Последняя из мне известных жертв Эльсберга – его закадычный друг, наивный, до конца ему веривший Штейнберг, постановом головы и надменным разрезом глаз напоминавший верблюда. Тут Эльсберг показал себя своеобразным, неповторимым клеветнических дел мастером. Знаменитые провокаторы – Азеф, Малиновский, Жученко – предавали лично далеких им людей; фактически они не были даже их товарищами по партии, ибо в партии эсеров и эсдеков их засылала охранка. Эльсберг делом Штейнберга перещеголял Азефов и Малиновских: на сей раз он предал не сослуживца, не принципала и дальнего родственника, а своего близкого друга. Даже воры не чужды этике: они не трогают «своих» – тех, кто живет с ними в одном доме. Эльсберг в этом случае не придерживался даже воровских этических норм. Упрятав своего лучшего друга, Эльсберг навещал его жену, сажая к себе на колени его дочку, гладил по головке, утешал. Я убежден, что девочку он жалел искренне. Жена, боясь, что арестуют и ее, отдала Якову Ефимовичу на хранение уцелевшие от обыска рукописи мужа. Следователь задал ей вопрос, не осталось ли у Штейнберга еще каких-либо рукописей. Она ответила, что нет. «А это что?» – спросил вызвавший ее на допрос следователь, показывая ей папки, которые она передала Якову Ефимовичу.

Но Эльсберг не ограничивался тем, что младенца милого ласкал. До самого выхода Штейнберга из концлагеря он оказывал его жене постоянную денежную помощь, и жена, боясь, как бы Яков Ефимович не засадил и ее, принимала его доброхотные даяния.

А вот другого Евгения Львовича – писателя и ученого Ланна – Эльсберг любил по-настоящему и доказал это на деле. Он никогда его не провоцировал, не задавал ему скользких вопросов, не заводил с ним разговоров о политике. Каждое утро звонил ему по телефону и выкладывал литературные новости и сплетни. Ланн говорил, что этот ежеутренний звонок по телефону для Эльсберга такая же физиологическая потребность, как пойти в уборную. Заходил Эльсберг к Ланну редко, только когда у него никого не было. Заботился об этом и хозяин (одно время я бывал у Ланна по зимам почти каждый вечер, и он нет-нет да и предупреждал меня: «Завтра не приходите – у нас будет Джемс»), и гость, неизменно осведомлявшийся, не ждет ли Ланн в этот вечер еще кого-нибудь, и если узнавал, что ждет, то просил перенести свидание. Для Ланна Эльсберг, видимо, делал исключение: он вел себя как вор-домушник» не только по отношению к нему, но и к его гостям.

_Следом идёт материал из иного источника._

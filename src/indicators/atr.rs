// =============================================================================
// Average True Range (ATR) — Wilder's Smoothing Method
// =============================================================================
//
// True Range (TR) for each bar:
//   TR = max(H - L, |H - prevClose|, |L - prevClose|)
//
// ATR is then the smoothed average of TR using Wilder's method:
//   ATR_0   = SMA of first `period` TR values
//   ATR_t   = (ATR_{t-1} * (period - 1) + TR_t) / period
//
// Default period: 14
// =============================================================================

use crate::error::{EngineError, EngineResult};
use crate::market_data::Candle;

pub const DEFAULT_ATR_PERIOD: usize = 14;

/// Compute the most recent ATR value from a slice of candles (oldest first).
///
/// # Errors
/// - `Configuration` when `period` is zero.
/// - `InsufficientData` when there are fewer than `period + 1` candles (each
///   TR value needs a previous close).
/// - `Analysis` when an intermediate value is non-finite.
pub fn calculate_atr(candles: &[Candle], period: usize) -> EngineResult<f64> {
    if period == 0 {
        return Err(EngineError::configuration("ATR period must be positive"));
    }
    if candles.len() < period + 1 {
        return Err(EngineError::insufficient("ATR", candles.len(), period + 1));
    }
    // f64::max swallows NaN, so non-finite inputs must be rejected up front.
    if candles
        .iter()
        .any(|c| !(c.high.is_finite() && c.low.is_finite() && c.close.is_finite()))
    {
        return Err(EngineError::analysis("ATR input contains non-finite prices"));
    }

    // --- Step 1: True Range for each consecutive pair ------------------------
    let tr_values: Vec<f64> = candles
        .windows(2)
        .map(|pair| pair[1].true_range(pair[0].close))
        .collect();

    // --- Step 2: Seed with SMA of first `period` TR values -------------------
    let seed: f64 = tr_values[..period].iter().sum::<f64>() / period as f64;
    if !seed.is_finite() {
        return Err(EngineError::analysis("ATR seed is not finite"));
    }

    // --- Step 3: Wilder's smoothing for the remaining TR values --------------
    let period_f = period as f64;
    let mut atr = seed;
    for &tr in &tr_values[period..] {
        atr = (atr * (period_f - 1.0) + tr) / period_f;
        if !atr.is_finite() {
            return Err(EngineError::analysis("ATR became non-finite"));
        }
    }

    Ok(atr.max(0.0))
}

/// Mean true range over the slice (first bar uses its own high-low range).
///
/// Fallback volatility read for windows too short for a smoothed ATR.
pub fn mean_true_range(candles: &[Candle]) -> f64 {
    if candles.is_empty() {
        return 0.0;
    }
    let first = candles[0].high - candles[0].low;
    let rest: f64 = candles
        .windows(2)
        .map(|pair| pair[1].true_range(pair[0].close))
        .sum();
    (first + rest) / candles.len() as f64
}
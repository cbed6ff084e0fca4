mod common;

use approx::assert_relative_eq;
use chrono::Duration;
use common::*;
use flowgate::aggregator::ConsensusLabel;
use flowgate::indicators::calculate_atr;
use flowgate::{Grade, RegimeLabel, Side, SignalKind};

fn three_exchange_pump() -> Vec<flowgate::aggregator::ExchangeFrames> {
    ["binance", "okx", "bybit"]
        .iter()
        .map(|ex| frames(ex, pump_primary(), rising_quarters()))
        .collect()
}

// ---------------------------------------------------------------------------
// Scenario A: one exchange only, bullish flow is treated as a possible trap
// ---------------------------------------------------------------------------

#[test]
fn single_exchange_bullish_flow_is_downgraded() {
    let strategy = strategy();
    let aggregator = strategy.aggregator();

    let collected = aggregator.collect(
        "PEPE/USDT",
        vec![frames("binance", pump_primary(), rising_quarters())],
    );
    assert!(collected.failures.is_empty());

    let metrics = &collected.platforms["binance"];
    assert!(metrics.flow.net_flow > 0.0);
    assert!(metrics
        .events
        .iter()
        .any(|e| e.kind == SignalKind::EarlyPump));

    let consensus = aggregator.get_market_consensus(&collected.platforms);
    assert_eq!(consensus.label, ConsensusLabel::Neutral);
    assert!(consensus.trap_suspected);

    let signals = aggregator.analyze_signals(&collected.platforms, "PEPE/USDT", 0);
    assert!(signals.iter().all(|s| s.kind != SignalKind::Consensus));
    let pump = signals
        .iter()
        .find(|s| s.kind == SignalKind::EarlyPump)
        .expect("pump signal");
    assert!(pump.grade < Grade::A);
}

#[test]
fn single_exchange_pump_in_bull_market_is_not_traded() {
    let strategy = strategy();
    let rec = strategy.run_cycle(
        "PEPE/USDT",
        &bull_reference(),
        vec![frames("binance", pump_primary(), rising_quarters())],
        &account(0),
        now(),
    );

    assert_eq!(rec.side, Side::None);
    assert_eq!(rec.size, 0.0);
    assert_eq!(rec.rationale.suppressed.as_deref(), Some("low grade (C)"));
    assert!(rec.rationale.notes.iter().any(|n| n.contains("possible trap")));
}

// ---------------------------------------------------------------------------
// Scenario B: three exchanges agree, BULL regime, pump => A+ LONG
// ---------------------------------------------------------------------------

#[test]
fn strong_consensus_pump_in_bull_market_goes_long() {
    let strategy = strategy();
    let rec = strategy.run_cycle(
        "SOL/USDT",
        &bull_reference(),
        three_exchange_pump(),
        &account(0),
        now(),
    );

    assert_eq!(rec.side, Side::Long);
    assert_eq!(rec.rationale.regime, RegimeLabel::Bull);
    assert_eq!(rec.rationale.consensus, ConsensusLabel::StrongBullish);
    let signal = rec.rationale.signal.as_ref().expect("signal reference");
    assert_eq!(signal.kind, SignalKind::EarlyPump);
    assert_eq!(signal.grade, Grade::APlus);

    let entry = rec.entry_price.unwrap();
    assert_relative_eq!(entry, 103.0);
    let atr = calculate_atr(&pump_primary(), 14).unwrap();
    let distance = (atr * 1.5).clamp(entry * 0.01, entry * 0.03);
    assert_relative_eq!(rec.stop_price.unwrap(), entry - distance, epsilon = 1e-9);
    assert!(rec.target_price.unwrap() > entry);
    assert!(rec.size > 0.0);
    assert!(rec.size * distance <= 200.0 + 1e-9);
}

// ---------------------------------------------------------------------------
// Scenario C: panic dump is only actionable under a BEAR regime
// ---------------------------------------------------------------------------

#[test]
fn panic_dump_in_bear_market_goes_short() {
    let strategy = strategy();
    let rec = strategy.run_cycle(
        "DOGE/USDT",
        &bear_reference(),
        vec![frames("binance", dump_primary(), falling_quarters())],
        &account(0),
        now(),
    );

    assert_eq!(rec.side, Side::Short);
    let signal = rec.rationale.signal.as_ref().unwrap();
    assert_eq!(signal.kind, SignalKind::PanicDump);
    assert!(signal.grade >= Grade::BPlus);
    assert!(rec.stop_price.unwrap() > rec.entry_price.unwrap());
    assert!(rec.target_price.unwrap() < rec.entry_price.unwrap());
}

#[test]
fn panic_dump_in_bull_market_is_filtered() {
    let strategy = strategy();
    let rec = strategy.run_cycle(
        "DOGE/USDT",
        &bull_reference(),
        vec![frames("binance", dump_primary(), falling_quarters())],
        &account(0),
        now(),
    );

    assert_eq!(rec.side, Side::None);
    assert_eq!(rec.rationale.suppressed.as_deref(), Some("regime mismatch"));
}

// ---------------------------------------------------------------------------
// Scenario D: at the position cap nothing is opened
// ---------------------------------------------------------------------------

#[test]
fn position_cap_blocks_even_a_plus_signal() {
    let strategy = strategy();
    let rec = strategy.run_cycle(
        "SOL/USDT",
        &bull_reference(),
        three_exchange_pump(),
        &account(5),
        now(),
    );

    assert_eq!(rec.side, Side::None);
    assert_eq!(rec.size, 0.0);
    assert_eq!(
        rec.rationale.suppressed.as_deref(),
        Some("position cap reached")
    );
    assert_eq!(
        rec.rationale.signal.as_ref().map(|s| s.grade),
        Some(Grade::APlus)
    );
}

// ---------------------------------------------------------------------------
// Cross-cutting behaviour
// ---------------------------------------------------------------------------

#[test]
fn repeated_cycles_are_identical() {
    let strategy = strategy();
    let first = strategy.run_cycle(
        "SOL/USDT",
        &bull_reference(),
        three_exchange_pump(),
        &account(0),
        now(),
    );
    let second = strategy.run_cycle(
        "SOL/USDT",
        &bull_reference(),
        three_exchange_pump(),
        &account(0),
        now() + Duration::seconds(30),
    );
    assert_eq!(first, second);
    assert_eq!(strategy.regime_detector().version(), 1);
}

#[test]
fn regime_cache_expires_after_ttl() {
    let strategy = strategy();
    let detector = strategy.regime_detector();

    let first = detector.analyze_at(&bull_reference(), false, now());
    assert_eq!(first.label, RegimeLabel::Bull);

    let cached = detector.analyze_at(&bear_reference(), false, now() + Duration::seconds(299));
    assert_eq!(cached, first);

    let fresh = detector.analyze_at(&bear_reference(), false, now() + Duration::seconds(300));
    assert_eq!(fresh.label, RegimeLabel::Bear);
    assert_eq!(detector.version(), 2);
}

#[test]
fn malformed_exchange_does_not_block_others() {
    let strategy = strategy();
    let mut broken = pump_primary();
    broken[40].close = f64::NAN;

    let mut inputs = three_exchange_pump();
    inputs.push(frames("coinbase", broken, rising_quarters()));

    let rec = strategy.run_cycle("SOL/USDT", &bull_reference(), inputs, &account(0), now());
    assert_eq!(rec.side, Side::Long);
    assert!(rec
        .rationale
        .notes
        .iter()
        .any(|n| n.starts_with("coinbase dropped")));
}

#[test]
fn signals_are_independent_of_exchange_order() {
    let strategy = strategy();
    let aggregator = strategy.aggregator();

    let forward = aggregator.collect("SOL/USDT", three_exchange_pump());
    let mut reversed_frames = three_exchange_pump();
    reversed_frames.reverse();
    let reversed = aggregator.collect("SOL/USDT", reversed_frames);

    let a = aggregator.analyze_signals(&forward.platforms, "SOL/USDT", 42);
    let b = aggregator.analyze_signals(&reversed.platforms, "SOL/USDT", 42);
    assert_eq!(a, b);
    assert!(a.iter().all(|s| s.timestamp == 42));
}
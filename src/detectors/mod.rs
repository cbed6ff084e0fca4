// =============================================================================
// Signal Detectors Module
// =============================================================================
//
// Pattern detectors that run independently on one exchange's candles:
// - EarlyPump     — fast up-move on the short timeframe, confirmed above
//                   the longer-timeframe MA
// - PanicDump     — mirror image of EarlyPump
// - SteadyGrowth  — MA-aligned, low-volatility uptrend on the medium timeframe
// - VolumeSpike   — short burst of volume with a directional price change
//
// Every detector is stateless. An undersized window is "no detection", never
// an error; malformed values still surface as `EngineError::Analysis`.
// =============================================================================

pub mod early_pump;
mod impulse;
pub mod panic_dump;
pub mod steady_growth;
pub mod volume_spike;

use serde::{Deserialize, Serialize};

use crate::config::DetectorParams;
use crate::error::EngineResult;
use crate::market_data::CandleWindow;
use crate::signals::SignalKind;
use crate::types::Direction;

pub use early_pump::EarlyPumpDetector;
pub use panic_dump::PanicDumpDetector;
pub use steady_growth::SteadyGrowthDetector;
pub use volume_spike::VolumeSpikeDetector;

/// Candle windows handed to a detector for one exchange.
#[derive(Debug, Clone, Copy)]
pub struct DetectorInput<'a> {
    /// Short timeframe (1-minute scale).
    pub primary: &'a CandleWindow,
    /// Longer timeframe (15-minute scale), when available.
    pub confirmation: Option<&'a CandleWindow>,
}

/// A detector firing on one exchange.
#[derive(Debug, Clone, PartialEq, Serialize, Deserialize)]
pub struct DetectionEvent {
    pub kind: SignalKind,
    pub direction: Direction,
    /// Timestamp (ms) of the candle that completed the pattern.
    pub timestamp: i64,
    pub price: f64,
    pub atr: f64,
    /// Size of the observed move, in percent (always positive in the
    /// event's direction).
    pub magnitude_pct: f64,
    /// Threshold the move had to clear, in percent.
    pub threshold_pct: f64,
    pub volume_ratio: f64,
    /// Share of volume traded by aggressors on the event's side.
    pub taker_share: f64,
    #[serde(skip_serializing_if = "Option::is_none")]
    pub slope: Option<f64>,
    #[serde(skip_serializing_if = "Option::is_none")]
    pub anchor: Option<f64>,
}

pub trait SignalDetector {
    fn kind(&self) -> SignalKind;

    fn detect(&self, input: &DetectorInput<'_>) -> EngineResult<Option<DetectionEvent>>;
}

/// The closed set of detectors the aggregator runs.
#[derive(Debug, Clone)]
pub enum Detector {
    EarlyPump(EarlyPumpDetector),
    SteadyGrowth(SteadyGrowthDetector),
    PanicDump(PanicDumpDetector),
    VolumeSpike(VolumeSpikeDetector),
}

impl Detector {
    /// One detector of each kind, configured from `params`.
    pub fn standard_set(params: &DetectorParams) -> Vec<Detector> {
        vec![
            Detector::EarlyPump(EarlyPumpDetector::new(params.early_pump.clone())),
            Detector::SteadyGrowth(SteadyGrowthDetector::new(params.steady_growth.clone())),
            Detector::PanicDump(PanicDumpDetector::new(params.panic_dump.clone())),
            Detector::VolumeSpike(VolumeSpikeDetector::new(params.volume_spike.clone())),
        ]
    }
}

impl SignalDetector for Detector {
    fn kind(&self) -> SignalKind {
        match self {
            Detector::EarlyPump(d) => d.kind(),
            Detector::SteadyGrowth(d) => d.kind(),
            Detector::PanicDump(d) => d.kind(),
            Detector::VolumeSpike(d) => d.kind(),
        }
    }

    fn detect(&self, input: &DetectorInput<'_>) -> EngineResult<Option<DetectionEvent>> {
        match self {
            Detector::EarlyPump(d) => d.detect(input),
            Detector::SteadyGrowth(d) => d.detect(input),
            Detector::PanicDump(d) => d.detect(input),
            Detector::VolumeSpike(d) => d.detect(input),
        }
    }
}

/// Map `InsufficientData` to "no detection"; every other error propagates.
pub(crate) fn undersized_as_none(
    result: EngineResult<Option<DetectionEvent>>,
) -> EngineResult<Option<DetectionEvent>> {
    match result {
        Err(e) if e.is_insufficient_data() => Ok(None),
        other => other,
    }
}

/// Mean of a slice; `None` when empty.
pub(crate) fn mean(values: impl ExactSizeIterator<Item = f64>) -> Option<f64> {
    let n = values.len();
    if n == 0 {
        return None;
    }
    Some(values.sum::<f64>() / n as f64)
}

#[cfg(test)]
pub(crate) mod test_support {
    use crate::market_data::{Candle, CandleWindow};

    /// Flat, quiet candles around `price` with a 50/50 taker split.
    pub fn quiet(n: usize, price: f64) -> Vec<Candle> {
        (0..n)
            .map(|i| {
                let wobble = if i % 2 == 0 { 0.05 } else { -0.05 };
                let close = price + wobble;
                Candle {
                    timestamp: i as i64 * 60_000,
                    open: price,
                    high: price + 0.2,
                    low: price - 0.2,
                    close,
                    volume: 10.0,
                    taker_buy_volume: 5.0,
                }
            })
            .collect()
    }

    /// Append a candle one minute after the last one.
    pub fn push(candles: &mut Vec<Candle>, open: f64, close: f64, volume: f64, buy: f64) {
        let ts = candles.last().map(|c| c.timestamp + 60_000).unwrap_or(0);
        candles.push(Candle {
            timestamp: ts,
            open,
            high: open.max(close) + 0.1,
            low: open.min(close) - 0.1,
            close,
            volume,
            taker_buy_volume: buy,
        });
    }

    /// Closes moving by `step` per bar (negative for a decline).
    pub fn trending(n: usize, start: f64, step: f64) -> Vec<Candle> {
        (0..n)
            .map(|i| {
                let close = start + step * i as f64;
                let open = close - step * 0.5;
                Candle {
                    timestamp: i as i64 * 900_000,
                    open,
                    high: open.max(close) + step.abs() * 0.2,
                    low: open.min(close) - step.abs() * 0.2,
                    close,
                    volume: 10.0,
                    taker_buy_volume: 6.0,
                }
            })
            .collect()
    }

    pub fn window(candles: Vec<Candle>) -> CandleWindow {
        CandleWindow::new(candles).unwrap()
    }
}
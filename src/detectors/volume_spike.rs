// =============================================================================
// Volume Spike Detector
// =============================================================================
//
//   spike_volume = Σ volume of the last `spike_bars`
//   baseline     = mean volume of the `history_bars` before them
//   ratio        = spike_volume / (baseline * spike_bars)
//
// Fires when ratio >= factor and the close moved at least
// `min_price_change_pct` across the spike bars. Direction follows the move.

use tracing::debug;

use super::{mean, undersized_as_none, DetectionEvent, DetectorInput, SignalDetector};
use crate::config::VolumeSpikeParams;
use crate::error::{EngineError, EngineResult};
use crate::indicators::calculate_atr;
use crate::signals::SignalKind;
use crate::types::Direction;

#[derive(Debug, Clone)]
pub struct VolumeSpikeDetector {
    params: VolumeSpikeParams,
}

impl VolumeSpikeDetector {
    pub fn new(params: VolumeSpikeParams) -> Self {
        Self { params }
    }

    fn evaluate(&self, input: &DetectorInput<'_>) -> EngineResult<Option<DetectionEvent>> {
        let p = &self.params;
        if p.spike_bars == 0 || p.history_bars == 0 {
            return Err(EngineError::configuration(
                "volume spike bar counts must be positive",
            ));
        }

        let primary = input.primary;
        let need = (p.spike_bars + p.history_bars).max(p.atr_period + 1);
        primary.require("volume spike", need)?;

        let candles = primary.candles();
        let n = candles.len();
        let spike = &candles[n - p.spike_bars..];
        let history = &candles[n - p.spike_bars - p.history_bars..n - p.spike_bars];

        let baseline = mean(history.iter().map(|c| c.volume)).unwrap_or(0.0);
        if baseline <= 0.0 {
            return Ok(None);
        }
        let spike_volume: f64 = spike.iter().map(|c| c.volume).sum();
        let volume_ratio = spike_volume / (baseline * p.spike_bars as f64);
        if volume_ratio < p.factor {
            return Ok(None);
        }

        // Change is measured from the close just before the spike.
        let base_close = candles[n - p.spike_bars - 1].close;
        let last = &candles[n - 1];
        if base_close <= 0.0 {
            return Ok(None);
        }
        let change_pct = (last.close - base_close) / base_close * 100.0;
        if change_pct.abs() < p.min_price_change_pct || change_pct == 0.0 {
            return Ok(None);
        }
        let direction = if change_pct > 0.0 {
            Direction::Long
        } else {
            Direction::Short
        };

        let side_volume: f64 = spike
            .iter()
            .map(|c| match direction {
                Direction::Long => c.taker_buy_volume,
                Direction::Short => c.taker_sell_volume(),
            })
            .sum();
        let taker_share = if spike_volume > 0.0 {
            side_volume / spike_volume
        } else {
            0.0
        };

        let atr = calculate_atr(candles, p.atr_period)?;

        debug!(
            direction = %direction,
            volume_ratio = format!("{:.2}", volume_ratio),
            change_pct = format!("{:.3}", change_pct),
            "volume spike detected"
        );

        Ok(Some(DetectionEvent {
            kind: SignalKind::VolumeSpike,
            direction,
            timestamp: last.timestamp,
            price: last.close,
            atr,
            magnitude_pct: change_pct.abs(),
            threshold_pct: p.min_price_change_pct,
            volume_ratio,
            taker_share,
            slope: None,
            anchor: None,
        }))
    }
}

impl Default for VolumeSpikeDetector {
    fn default() -> Self {
        Self::new(VolumeSpikeParams::default())
    }
}

impl SignalDetector for VolumeSpikeDetector {
    fn kind(&self) -> SignalKind {
        SignalKind::VolumeSpike
    }

    fn detect(&self, input: &DetectorInput<'_>) -> EngineResult<Option<DetectionEvent>> {
        undersized_as_none(self.evaluate(input))
    }
}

Ланн смотрел на Эльсберга трезвым взглядом, но он не мог забыть, что Эльсберг для него сделал в 41-м году во время эвакуации. Эльсберг занял в теплушке лежачее место. Когла Ланн влез в этот вагон, там уже было битком набито. Колченогий Эльсберг, зная, что у Ланна больное сердце и больная печень, уступил ему свое место, а сам несколько суток то, словно аист, стоял на одной, здоровой ноге, то сидел на корточках до тех пор, пока Ланн не прибыл по назначению.

Ехавший в том же вагоне Богословский после рассказывал мне, как на одной из станций он и Эльсберг вышли промяться и прочее. Эльсберг и тут не терял присутствия духа, одет был с московской элегантностью, будто ехал куда-нибудь на курорт. Все вокруг вокзала было загажено людьми, в течение нескольких суток безуспешно осаждавших проходящие поезда. Осенью 41-го года люди распустили языки. Николай Вениаминович тоже позабыл свою всегдашнюю осторожность.

– Эх, Яков Ефимович! – сказал он. – Вот мы с вами, сидя в Москве, ежедневно читали в газетах: индустриализация, машинизация, электрификация, социалистическое строительство, пятилетка, а вот она, подлинная-то Россия: как была, матушка, вся в говне, так и осталась.

– Да, вы правы, – невозмутимо перешагивая лакированными ботинками через человеческие испражнения и все-таки время от времени в них попадая, зажевал губами Яков Ефимович. – Вот если бы здесь был Пильняк, он мог бы написать второй «Голый год».